Required action: Below are records; work out how many of their lines contain the word "stdout" and reply with the number only.

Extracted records
####################

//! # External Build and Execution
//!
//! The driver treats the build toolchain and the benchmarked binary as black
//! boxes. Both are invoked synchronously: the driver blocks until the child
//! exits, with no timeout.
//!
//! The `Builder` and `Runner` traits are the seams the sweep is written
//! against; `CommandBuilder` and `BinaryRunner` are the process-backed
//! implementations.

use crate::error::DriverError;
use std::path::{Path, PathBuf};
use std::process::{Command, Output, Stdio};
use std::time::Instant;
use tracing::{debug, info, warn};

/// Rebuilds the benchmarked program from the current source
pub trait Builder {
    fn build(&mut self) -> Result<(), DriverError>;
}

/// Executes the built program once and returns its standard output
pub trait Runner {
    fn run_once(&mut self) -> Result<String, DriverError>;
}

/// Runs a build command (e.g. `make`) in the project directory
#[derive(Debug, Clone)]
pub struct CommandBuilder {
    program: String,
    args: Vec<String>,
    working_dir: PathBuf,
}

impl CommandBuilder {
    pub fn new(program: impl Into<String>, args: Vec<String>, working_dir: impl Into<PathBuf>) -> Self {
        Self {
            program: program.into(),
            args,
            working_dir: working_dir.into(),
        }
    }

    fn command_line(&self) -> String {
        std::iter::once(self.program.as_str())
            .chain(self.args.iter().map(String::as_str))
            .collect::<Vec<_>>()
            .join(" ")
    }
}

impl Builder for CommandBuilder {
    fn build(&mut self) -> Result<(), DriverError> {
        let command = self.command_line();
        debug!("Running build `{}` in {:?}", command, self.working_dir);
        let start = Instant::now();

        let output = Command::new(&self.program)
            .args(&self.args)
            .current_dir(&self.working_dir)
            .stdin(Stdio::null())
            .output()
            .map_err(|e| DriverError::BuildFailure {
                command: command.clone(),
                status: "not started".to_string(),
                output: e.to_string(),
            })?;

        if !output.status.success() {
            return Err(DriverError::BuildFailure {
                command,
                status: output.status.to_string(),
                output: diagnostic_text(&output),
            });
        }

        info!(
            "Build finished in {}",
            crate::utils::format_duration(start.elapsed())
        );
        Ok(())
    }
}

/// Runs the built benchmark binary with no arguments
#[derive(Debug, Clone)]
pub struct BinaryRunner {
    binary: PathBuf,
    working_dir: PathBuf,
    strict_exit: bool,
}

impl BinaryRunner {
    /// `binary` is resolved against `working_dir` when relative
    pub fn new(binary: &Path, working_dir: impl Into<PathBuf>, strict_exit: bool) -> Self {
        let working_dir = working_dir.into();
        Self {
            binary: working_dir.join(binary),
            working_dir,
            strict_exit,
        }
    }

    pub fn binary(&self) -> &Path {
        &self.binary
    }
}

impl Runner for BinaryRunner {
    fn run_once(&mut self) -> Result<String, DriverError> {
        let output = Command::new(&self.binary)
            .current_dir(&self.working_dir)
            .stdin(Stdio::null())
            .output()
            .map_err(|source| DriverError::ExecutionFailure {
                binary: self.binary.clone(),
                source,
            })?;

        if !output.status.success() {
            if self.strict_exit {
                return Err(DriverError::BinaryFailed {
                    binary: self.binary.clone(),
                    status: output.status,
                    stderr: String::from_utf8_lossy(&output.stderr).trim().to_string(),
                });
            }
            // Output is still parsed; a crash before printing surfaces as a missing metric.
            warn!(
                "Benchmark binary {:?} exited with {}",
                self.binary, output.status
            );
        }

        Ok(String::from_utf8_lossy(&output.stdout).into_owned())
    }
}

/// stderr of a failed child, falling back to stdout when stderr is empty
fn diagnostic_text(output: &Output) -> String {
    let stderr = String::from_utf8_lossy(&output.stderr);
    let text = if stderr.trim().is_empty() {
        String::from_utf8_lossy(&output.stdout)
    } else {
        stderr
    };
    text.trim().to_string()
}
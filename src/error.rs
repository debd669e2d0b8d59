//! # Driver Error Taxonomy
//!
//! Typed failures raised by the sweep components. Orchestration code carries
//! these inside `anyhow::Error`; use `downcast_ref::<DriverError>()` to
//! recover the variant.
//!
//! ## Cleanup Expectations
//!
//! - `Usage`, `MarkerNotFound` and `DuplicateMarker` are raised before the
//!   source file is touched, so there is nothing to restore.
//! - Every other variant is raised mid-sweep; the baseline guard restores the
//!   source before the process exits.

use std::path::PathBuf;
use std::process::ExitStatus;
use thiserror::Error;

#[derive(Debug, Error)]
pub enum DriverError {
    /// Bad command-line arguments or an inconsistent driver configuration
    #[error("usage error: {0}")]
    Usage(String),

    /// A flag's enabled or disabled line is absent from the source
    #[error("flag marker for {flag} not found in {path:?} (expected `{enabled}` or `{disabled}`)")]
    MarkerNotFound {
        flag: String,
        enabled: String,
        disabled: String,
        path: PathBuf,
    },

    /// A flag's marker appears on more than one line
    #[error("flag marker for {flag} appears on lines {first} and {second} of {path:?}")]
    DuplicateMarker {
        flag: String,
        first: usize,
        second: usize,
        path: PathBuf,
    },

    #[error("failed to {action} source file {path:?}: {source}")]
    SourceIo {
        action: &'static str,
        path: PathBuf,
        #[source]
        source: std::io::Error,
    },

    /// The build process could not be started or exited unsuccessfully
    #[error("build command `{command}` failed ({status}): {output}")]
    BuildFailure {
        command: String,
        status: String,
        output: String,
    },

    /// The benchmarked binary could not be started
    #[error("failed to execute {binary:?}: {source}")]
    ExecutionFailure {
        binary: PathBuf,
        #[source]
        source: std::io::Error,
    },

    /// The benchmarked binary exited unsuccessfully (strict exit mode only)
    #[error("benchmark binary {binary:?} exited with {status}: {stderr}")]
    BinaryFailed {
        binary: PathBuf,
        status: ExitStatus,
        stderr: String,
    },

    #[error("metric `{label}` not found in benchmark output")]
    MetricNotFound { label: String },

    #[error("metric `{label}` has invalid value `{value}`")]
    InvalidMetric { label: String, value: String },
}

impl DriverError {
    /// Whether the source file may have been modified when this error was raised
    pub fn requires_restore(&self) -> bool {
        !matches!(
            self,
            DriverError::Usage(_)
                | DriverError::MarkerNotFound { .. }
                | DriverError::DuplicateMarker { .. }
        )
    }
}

####################

Solved problem: 3